One of the biggest considerations people make when deciding whether to file for bankruptcy is the potential impact it will have on their future financial lives. While it can certainly help them clear out massive amounts of debt that they couldn’t handle on their own, it can also restrict their ability to take out loans and credit during the payment term of the bankruptcy by requiring them to get the court’s permission first.
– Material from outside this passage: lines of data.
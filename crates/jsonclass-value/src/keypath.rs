//! Dotted keypaths
//!
//! A [`Keypath`] locates a value inside an object graph, starting from the
//! object a pass was invoked on: `author.articles.0.title`. Keypaths are the
//! keys of validation error maps.

use std::fmt::{self, Display, Formatter};
use std::str::FromStr;

/// Location of a value relative to a root object
///
/// # Examples
/// - `["counts", "0"]` → `counts.0`
/// - `["profile", "user", "name"]` → `profile.user.name`
#[derive(Debug, Clone, PartialEq, Eq, PartialOrd, Ord, Hash, Default)]
pub struct Keypath(Vec<String>);

impl Keypath {
    /// Empty keypath, the root object itself
    #[inline]
    #[must_use]
    pub fn root() -> Self {
        Self(Vec::new())
    }

    /// Keypath with a single key
    #[inline]
    #[must_use]
    pub fn single(key: impl Into<String>) -> Self {
        Self(vec![key.into()])
    }

    /// Keys from root to leaf
    #[inline]
    #[must_use]
    pub fn segments(&self) -> &[String] {
        &self.0
    }

    /// Number of keys
    #[inline]
    #[must_use]
    pub fn len(&self) -> usize {
        self.0.len()
    }

    /// Check for the root keypath
    #[inline]
    #[must_use]
    pub fn is_empty(&self) -> bool {
        self.0.is_empty()
    }

    /// Keypath with the last key dropped (root stays root)
    #[inline]
    #[must_use]
    pub fn drop_last(&self) -> Self {
        let mut segments = self.0.clone();
        segments.pop();
        Self(segments)
    }

    /// Last key
    #[inline]
    #[must_use]
    pub fn last(&self) -> Option<&str> {
        self.0.last().map(String::as_str)
    }

    /// Append a key, returning a new keypath
    #[inline]
    #[must_use]
    pub fn child(&self, key: impl Display) -> Self {
        let mut new = self.clone();
        new.0.push(key.to_string());
        new
    }

    /// Check if this keypath is a prefix of another
    #[inline]
    #[must_use]
    pub fn is_prefix_of(&self, other: &Self) -> bool {
        self.0.len() <= other.0.len() && self.0 == other.0[..self.0.len()]
    }
}

impl Display for Keypath {
    fn fmt(&self, f: &mut Formatter<'_>) -> fmt::Result {
        write!(f, "{}", self.0.join("."))
    }
}

impl FromStr for Keypath {
    type Err = KeypathError;

    fn from_str(s: &str) -> Result<Self, Self::Err> {
        if s.is_empty() {
            return Ok(Self::root());
        }
        let segments = s
            .split('.')
            .map(|seg| {
                if seg.is_empty() {
                    Err(KeypathError::EmptySegment(s.to_string()))
                } else {
                    Ok(seg.to_string())
                }
            })
            .collect::<Result<_, _>>()?;
        Ok(Self(segments))
    }
}

impl From<Vec<String>> for Keypath {
    fn from(segments: Vec<String>) -> Self {
        Self(segments)
    }
}

/// Errors parsing keypaths
#[derive(Debug, Clone, PartialEq, Eq, thiserror::Error)]
pub enum KeypathError {
    /// `a..b` or a leading/trailing dot
    #[error("keypath '{0}' contains an empty segment")]
    EmptySegment(String),
}

#[cfg(test)]
mod tests {
    use super::*;
    use proptest::prelude::*;

    #[test]
    fn root_displays_empty() {
        assert_eq!(Keypath::root().to_string(), "");
        assert!(Keypath::root().is_empty());
    }

    #[test]
    fn child_does_not_touch_parent() {
        let parent = Keypath::single("counts");
        let child = parent.child(0);
        assert_eq!(parent.to_string(), "counts");
        assert_eq!(child.to_string(), "counts.0");
        assert_eq!(child.last(), Some("0"));
        assert_eq!(child.len(), 2);
    }

    #[test]
    fn drop_last_on_root_is_root() {
        assert_eq!(Keypath::root().drop_last(), Keypath::root());
        let path: Keypath = "a.b.c".parse().unwrap();
        assert_eq!(path.drop_last().to_string(), "a.b");
    }

    #[test]
    fn parse_rejects_empty_segments() {
        assert!("a..b".parse::<Keypath>().is_err());
        assert!(".a".parse::<Keypath>().is_err());
        assert_eq!("".parse::<Keypath>().unwrap(), Keypath::root());
    }

    #[test]
    fn prefix_check() {
        let a: Keypath = "user.posts".parse().unwrap();
        let b: Keypath = "user.posts.1.title".parse().unwrap();
        assert!(a.is_prefix_of(&b));
        assert!(!b.is_prefix_of(&a));
        assert!(Keypath::root().is_prefix_of(&a));
    }

    proptest! {
        #[test]
        fn display_parses_back(segments in prop::collection::vec("[a-z0-9_]{1,8}", 0..6)) {
            let path = Keypath::from(segments.clone());
            let parsed: Keypath = path.to_string().parse().unwrap();
            prop_assert_eq!(parsed.segments(), segments.as_slice());
        }

        #[test]
        fn child_then_drop_last_is_identity(
            segments in prop::collection::vec("[a-z]{1,5}", 0..5),
            key in "[a-z0-9]{1,5}",
        ) {
            let path = Keypath::from(segments);
            let child = path.child(&key);
            prop_assert_eq!(child.last(), Some(key.as_str()));
            prop_assert!(path.is_prefix_of(&child));
            prop_assert_eq!(child.drop_last(), path);
        }
    }
}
Since a good portion of your credit score is based on your ratio of debt balances versus your total available credit (called Utilization Rate – and about 30% of your score), a great way to improve your Utilization without paying down debt is by requesting a credit line increase. Simply call each of your credit cards or revolving debt holders and ask them if they’ll increase your total credit line. If and when they do so, your credit utilization ratio will automatically improve, and your score will rise accordingly. For instance, if you owe $5,000 on a tradeline with a $10,000 limit, your utilization ratio is at 50%. But if this same creditor increases your available credit to $15,000, your ratio instantly sinks to 33% – which is far closer to FICO’s ideal ratios! You may be able to achieve this with a simple phone call (and some convincing), and the worst they can say is “no.” Either way, it’s not requesting a new tradeline or opening new credit so your score will never go down.
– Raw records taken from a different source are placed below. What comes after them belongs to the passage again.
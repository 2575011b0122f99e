//! Object graphs
//!
//! A [`Graph`] is an arena of objects of one [`Schema`]. Objects refer to
//! each other by [`ObjectId`], so bidirectional relationships never form
//! ownership cycles. Every pass over an object (create, validate, output,
//! save) starts here and threads a fresh [`Ctx`] through the pipelines.

use std::collections::HashMap;
use std::sync::Arc;

use indexmap::{IndexMap, IndexSet};
use jsonclass_value::{Keypath, ObjectId, Value};
use tracing::debug;

use crate::cdef::Cdef;
use crate::config::PassOptions;
use crate::ctx::Ctx;
use crate::error::{Error, Result};
use crate::fdef::FieldStorage;
use crate::schema::Schema;
use crate::types::{types, Types};

/// One object of a graph
#[derive(Debug, Clone)]
pub struct Object {
    cdef: Arc<Cdef>,
    values: IndexMap<String, Value>,
    is_new: bool,
    modified: IndexSet<String>,
    previous: HashMap<String, Value>,
    local_keys: HashMap<String, Value>,
    pub(crate) detached: HashMap<String, Vec<ObjectId>>,
}

impl Object {
    fn new(cdef: Arc<Cdef>) -> Self {
        let values = cdef
            .fields()
            .iter()
            .map(|f| (f.name().to_string(), Value::Null))
            .collect();
        Self {
            cdef,
            values,
            is_new: true,
            modified: IndexSet::new(),
            previous: HashMap::new(),
            local_keys: HashMap::new(),
            detached: HashMap::new(),
        }
    }

    /// Class of the object
    #[inline]
    #[must_use]
    pub fn class(&self) -> &Arc<Cdef> {
        &self.cdef
    }

    /// Current value of a field
    #[inline]
    #[must_use]
    pub fn value(&self, field: &str) -> Option<&Value> {
        self.values.get(field)
    }

    /// All field values in declaration order
    #[inline]
    #[must_use]
    pub fn values(&self) -> &IndexMap<String, Value> {
        &self.values
    }

    /// Not yet saved
    #[inline]
    #[must_use]
    pub fn is_new(&self) -> bool {
        self.is_new
    }

    /// Field changed since the object was last saved
    #[inline]
    #[must_use]
    pub fn is_modified(&self, field: &str) -> bool {
        self.modified.contains(field)
    }

    /// Fields changed since the object was last saved, in change order
    pub fn modified_fields(&self) -> impl Iterator<Item = &str> {
        self.modified.iter().map(String::as_str)
    }

    /// Value a modified field had when the object was last saved
    #[inline]
    #[must_use]
    pub fn previous(&self, field: &str) -> Option<&Value> {
        self.previous.get(field)
    }

    /// Stored reference key of a local-key field
    #[inline]
    #[must_use]
    pub fn local_key(&self, field: &str) -> Option<&Value> {
        self.local_keys.get(field)
    }

    /// Objects unlinked from a field by its latest assignment
    #[must_use]
    pub fn detached(&self, field: &str) -> &[ObjectId] {
        self.detached.get(field).map_or(&[], Vec::as_slice)
    }

    fn mark_saved(&mut self) {
        self.is_new = false;
        self.modified.clear();
        self.previous.clear();
        for field in self.cdef.fields() {
            if field.fdef().storage == FieldStorage::Temp {
                self.values.insert(field.name().to_string(), Value::Null);
            }
        }
    }
}

/// Arena of objects sharing one schema
#[derive(Debug, Clone)]
pub struct Graph {
    schema: Arc<Schema>,
    objects: Vec<Object>,
}

impl Graph {
    /// Empty graph
    #[must_use]
    pub fn new(schema: Arc<Schema>) -> Self {
        Self {
            schema,
            objects: Vec::new(),
        }
    }

    /// Schema of the graph
    #[inline]
    #[must_use]
    pub fn schema(&self) -> &Arc<Schema> {
        &self.schema
    }

    /// Number of objects
    #[inline]
    #[must_use]
    pub fn len(&self) -> usize {
        self.objects.len()
    }

    /// Check for an empty graph
    #[inline]
    #[must_use]
    pub fn is_empty(&self) -> bool {
        self.objects.is_empty()
    }

    /// Object by id
    ///
    /// # Errors
    /// Returns [`Error::UnknownObject`] for ids outside this graph
    pub fn object(&self, id: ObjectId) -> Result<&Object> {
        self.objects.get(id.index()).ok_or(Error::UnknownObject(id))
    }

    pub(crate) fn object_mut(&mut self, id: ObjectId) -> Result<&mut Object> {
        self.objects
            .get_mut(id.index())
            .ok_or(Error::UnknownObject(id))
    }

    /// Current value of a field
    ///
    /// # Errors
    /// Returns an error for unknown objects or undeclared fields
    pub fn get(&self, id: ObjectId, field: &str) -> Result<Value> {
        let object = self.object(id)?;
        object.cdef.field_named(field)?;
        Ok(object.values.get(field).cloned().unwrap_or_default())
    }

    pub(crate) fn alloc(&mut self, cdef: Arc<Cdef>) -> Result<ObjectId> {
        if cdef.is_abstract() {
            return Err(Error::AbstractClass(cdef.name().to_string()));
        }
        let id = ObjectId::new(self.objects.len());
        self.objects.push(Object::new(cdef));
        Ok(id)
    }

    /// Raw field write, tracking changes of saved objects
    pub(crate) fn write(&mut self, id: ObjectId, field: &str, value: Value) -> Result<()> {
        let object = self.object_mut(id)?;
        let current = object.values.get(field).cloned().unwrap_or_default();
        if current == value {
            return Ok(());
        }
        if !object.is_new {
            object.previous.entry(field.to_string()).or_insert(current);
            object.modified.insert(field.to_string());
        }
        object.values.insert(field.to_string(), value);
        Ok(())
    }

    pub(crate) fn set_local_key(&mut self, id: ObjectId, field: &str, key: Value) -> Result<()> {
        self.object_mut(id)?.local_keys.insert(field.to_string(), key);
        Ok(())
    }

    fn root_types(&self, id: ObjectId) -> Result<Types> {
        Ok(types().instanceof(self.object(id)?.cdef.name()))
    }

    fn root_ctx(&self, value: Value, root: Option<ObjectId>, options: &PassOptions) -> Ctx {
        let mut ctx = Ctx::new(value, self.schema.config().max_depth);
        ctx.root = root;
        ctx.dest = root;
        ctx.all_fields = options.all_fields;
        ctx.fill_blanks = options.fill_blanks;
        ctx.ignore_writeonly = options.ignore_writeonly;
        ctx.operator.clone_from(&options.operator);
        ctx
    }

    fn transform_into(&mut self, id: ObjectId, input: Value, options: &PassOptions) -> Result<()> {
        if !matches!(input, Value::Dict(_)) {
            let class = self.object(id)?.cdef.name().to_string();
            return Err(Error::validation(
                &Keypath::root(),
                format!("Input of '{class}' should be dict."),
                Some(id),
            ));
        }
        let ctx = self.root_ctx(input, Some(id), options);
        self.root_types(id)?.run_transform(&ctx, self)?;
        if let Some(operator) = &options.operator {
            self.assign_operator(id, Some(operator))?;
        }
        Ok(())
    }

    /// New object from input, filling absent fields with defaults
    ///
    /// # Errors
    /// Returns an error for unknown or abstract classes and rejected input
    pub fn create(&mut self, class: &str, input: impl Into<Value>) -> Result<ObjectId> {
        self.create_with(class, input, &PassOptions::new().with_fill_blanks(true))
    }

    /// New object from input under explicit options
    ///
    /// With an operator in `options`, operator fields are assigned too.
    ///
    /// # Errors
    /// Returns an error for unknown or abstract classes and rejected input
    pub fn create_with(
        &mut self,
        class: &str,
        input: impl Into<Value>,
        options: &PassOptions,
    ) -> Result<ObjectId> {
        let cdef = Arc::clone(self.schema.cdef(class)?);
        let id = self.alloc(cdef)?;
        debug!(class, %id, "create");
        self.transform_into(id, input.into(), options)?;
        Ok(id)
    }

    /// Object from input that is already saved
    ///
    /// Every object built from the input starts unmodified and not new.
    ///
    /// # Errors
    /// Returns an error for unknown or abstract classes and rejected input
    pub fn load(&mut self, class: &str, input: impl Into<Value>) -> Result<ObjectId> {
        let mark = self.objects.len();
        let id = self.create_with(class, input, &PassOptions::new())?;
        for object in &mut self.objects[mark..] {
            object.mark_saved();
        }
        Ok(id)
    }

    /// Patch an object from input without filling blanks
    ///
    /// # Errors
    /// Returns an error for unknown objects and rejected input
    pub fn set(&mut self, id: ObjectId, input: impl Into<Value>) -> Result<()> {
        self.set_with(id, input, &PassOptions::new())
    }

    /// Patch an object from input under explicit options
    ///
    /// # Errors
    /// Returns an error for unknown objects and rejected input
    pub fn set_with(
        &mut self,
        id: ObjectId,
        input: impl Into<Value>,
        options: &PassOptions,
    ) -> Result<()> {
        debug!(%id, "set");
        self.transform_into(id, input.into(), options)
    }

    /// Assign a field directly, keeping linked objects in sync
    ///
    /// The value is not transformed and write rules do not apply.
    ///
    /// # Errors
    /// Returns an error for unknown objects or undeclared fields
    pub fn assign(&mut self, id: ObjectId, field: &str, value: impl Into<Value>) -> Result<()> {
        debug!(%id, field, "assign");
        self.assign_field(id, field, value.into())
    }

    /// Validate an object and everything reachable from it
    ///
    /// # Errors
    /// Returns [`Error::Validation`] describing every rejected value gathered
    /// under the class's aggregation mode
    pub fn validate(&self, id: ObjectId) -> Result<()> {
        self.validate_with(id, &PassOptions::new())
    }

    /// Validate under explicit options
    ///
    /// # Errors
    /// Returns [`Error::Validation`] describing the rejected values
    pub fn validate_with(&self, id: ObjectId, options: &PassOptions) -> Result<()> {
        debug!(%id, all_fields = ?options.all_fields, "validate");
        let mut ctx = self.root_ctx(Value::Object(id), Some(id), options);
        ctx.dest = None;
        self.root_types(id)?.run_validate(&ctx, self)
    }

    /// Output form of an object
    ///
    /// # Errors
    /// Returns an error for unknown objects
    pub fn to_json(&self, id: ObjectId) -> Result<serde_json::Value> {
        self.to_json_with(id, &PassOptions::new())
    }

    /// Output form under explicit options
    ///
    /// # Errors
    /// Returns an error for unknown objects
    pub fn to_json_with(&self, id: ObjectId, options: &PassOptions) -> Result<serde_json::Value> {
        debug!(%id, "to_json");
        let mut ctx = self.root_ctx(Value::Object(id), Some(id), options);
        ctx.dest = None;
        Ok(self.root_types(id)?.run_tojson(&ctx, self)?.to_json())
    }

    /// Run the save pass: setters, save callbacks and save-time validation
    ///
    /// # Errors
    /// Returns [`Error::Validation`] when a save-time validator rejects a value
    pub fn set_on_save(&mut self, id: ObjectId) -> Result<()> {
        debug!(%id, "set_on_save");
        let mut ctx = self.root_ctx(Value::Object(id), Some(id), &PassOptions::new());
        ctx.dest = None;
        self.root_types(id)?.run_serialize(&ctx, self)?;
        Ok(())
    }

    /// Assign every operator field of an object from `operator`
    ///
    /// # Errors
    /// Returns [`Error::Unauthorized`] when the class has operator fields and
    /// no operator is given
    pub fn assign_operator(&mut self, id: ObjectId, operator: Option<&Value>) -> Result<()> {
        let cdef = Arc::clone(&self.object(id)?.cdef);
        for field in cdef.operator_fields() {
            let Some(operator) = operator.filter(|o| !o.is_null()) else {
                return Err(Error::Unauthorized {
                    class: cdef.name().to_string(),
                    field: field.name().to_string(),
                });
            };
            let value = field
                .fdef()
                .operator_transformer
                .as_ref()
                .map_or_else(|| operator.clone(), |t| t.apply(operator));
            debug!(%id, field = field.name(), "assign operator");
            self.assign_field(id, field.name(), value)?;
        }
        Ok(())
    }

    /// Mark an object saved: clears change tracking and temp fields
    ///
    /// # Errors
    /// Returns [`Error::UnknownObject`] for ids outside this graph
    pub fn mark_saved(&mut self, id: ObjectId) -> Result<()> {
        self.object_mut(id)?.mark_saved();
        Ok(())
    }

    /// Objects unlinked from a field by its latest assignment
    ///
    /// # Errors
    /// Returns an error for unknown objects or undeclared fields
    pub fn detached(&self, id: ObjectId, field: &str) -> Result<&[ObjectId]> {
        let object = self.object(id)?;
        object.cdef.field_named(field)?;
        Ok(object.detached(field))
    }

    /// Object not yet saved
    ///
    /// # Errors
    /// Returns [`Error::UnknownObject`] for ids outside this graph
    pub fn is_new(&self, id: ObjectId) -> Result<bool> {
        Ok(self.object(id)?.is_new)
    }

    /// Fields changed since the object was last saved
    ///
    /// # Errors
    /// Returns [`Error::UnknownObject`] for ids outside this graph
    pub fn modified_fields(&self, id: ObjectId) -> Result<Vec<&str>> {
        Ok(self.object(id)?.modified_fields().collect())
    }

    /// Value a modified field had when the object was last saved
    ///
    /// # Errors
    /// Returns an error for unknown objects or undeclared fields
    pub fn previous_value(&self, id: ObjectId, field: &str) -> Result<Option<&Value>> {
        let object = self.object(id)?;
        object.cdef.field_named(field)?;
        Ok(object.previous(field))
    }

    /// Stored reference key of a local-key field
    ///
    /// # Errors
    /// Returns an error for unknown objects or undeclared fields
    pub fn local_key(&self, id: ObjectId, field: &str) -> Result<Option<&Value>> {
        let object = self.object(id)?;
        object.cdef.field_named(field)?;
        Ok(object.local_key(field))
    }
}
With credit consolidation, you take out a new loan and use it to pay off smaller loans. Because you now only have one loan, you have one monthly payment. However, taking out a big loan can be tricky. If your credit score is not high, you may not qualify for a consolidation loan. If you do qualify, you may not qualify for competitive interest rates. Additionally, whenever you take out a new loan, there are loan origination fees which can run into the thousands. Finally, if you are able to secure a debt consolidation loan with a low monthly payment, it may be at the expense of the repayment period: you may be paying the loan for a decade or longer.
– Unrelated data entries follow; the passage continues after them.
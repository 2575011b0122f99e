//! Enum fields

use jsonclass_value::{EnumValue, Value};

use crate::ctx::Ctx;
use crate::error::Result;
use crate::fdef::{EnumOutput, Fdef, FieldType};
use crate::graph::Graph;
use crate::modifier::Modifier;
use crate::schema::EnumDef;

/// Member of a registered enum
#[derive(Debug, Clone)]
pub(crate) struct EnumOf {
    name: String,
}

impl EnumOf {
    pub(crate) fn new(name: impl Into<String>) -> Self {
        Self { name: name.into() }
    }

    /// Member matching `input` under the accepted encodings
    fn resolve(&self, def: &EnumDef, fdef: &Fdef, input: &Value) -> Option<EnumValue> {
        let accepted = fdef.effective_enum_input();
        if let Value::Enum(member) = input {
            return (member.enum_name == self.name && def.member(&member.name).is_some())
                .then(|| member.clone());
        }
        let by_value = || accepted.value.then(|| def.by_value(input)).flatten();
        let by_name = || {
            let s = input.as_str()?;
            accepted.name.then(|| def.member(s)).flatten()
        };
        let by_lowercase = || {
            let s = input.as_str()?;
            accepted.lowercase_name.then(|| def.by_lowercase_name(s)).flatten()
        };
        by_value().or_else(by_name).or_else(by_lowercase)
    }
}

impl Modifier for EnumOf {
    fn define(&self, fdef: &mut Fdef) {
        fdef.field_type = FieldType::Enum;
        fdef.enum_class = Some(self.name.clone());
    }

    fn transform(&self, ctx: &Ctx, graph: &mut Graph) -> Result<Value> {
        let def = graph.schema().enum_def(&self.name)?;
        self.resolve(def, &ctx.fdef, &ctx.value)
            .map(Value::Enum)
            .ok_or_else(|| ctx.fail("unknown enum value"))
    }

    fn validate(&self, ctx: &Ctx, graph: &Graph) -> Result<()> {
        let def = graph.schema().enum_def(&self.name)?;
        match &ctx.value {
            Value::Enum(member)
                if member.enum_name == self.name && def.member(&member.name).is_some() =>
            {
                Ok(())
            }
            _ => Err(ctx.fail("invalid enum value")),
        }
    }

    fn tojson(&self, ctx: &Ctx, _graph: &Graph) -> Result<Value> {
        let Value::Enum(member) = &ctx.value else {
            return Ok(ctx.value.clone());
        };
        Ok(match ctx.fdef.effective_enum_output() {
            EnumOutput::Name => Value::Str(member.name.clone()),
            EnumOutput::LowercaseName => Value::Str(member.name.to_lowercase()),
            EnumOutput::Value => (*member.value).clone(),
        })
    }
}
The last major factor is your history of applying for credit. This accounts for 10% of most credit scores and may be holding you back if you applied for several credit accounts recently. This factor also takes time to correct, but any hard inquiries into your credit will only ding your scores slightly, and as they get older, they will have less of an impact. A year is generally when they begin to stop hurting your credit scores.
Credit utilization is the second most important factor when calculating an individual’s credit score. Simply, credit utilization is how much credit you have used in comparison to how much lenders have provided you. For example, if you have three credit cards with a limit of $3,000 on each card, your total credit would be $9,000. Now, say after a weekend of house decorating, you spent $4,500 on your credit cards – your credit utilization would be 50%. Credit utilization is another facet in which credit holders have complete control over. By landing your utilization in the 25%-45% bracket, your credit score will be optimized.
If your average monthly income for the six-month period leading up to your bankruptcy filing is less than the median income for the same-size household in your state, you automatically qualify. If your income is above the median, you must pass an additional means test that compares your income to specific monthly expenses to prove you have little to no disposable income.
Your best bet is to call and ask to see if they can put you on a payment plan where you can afford to pay them (even if it’s just the bare minimum a month) or if they will possibly settle for less money. A tip: anything that has your name attached (banking account,utility bills, credit cards, anything you finance, student loans, medical bills, car loans, home loans, your apartment, etc) that you miss a few payments on or don’t pay at all can be reported to the credit agencies and sold to collections companies.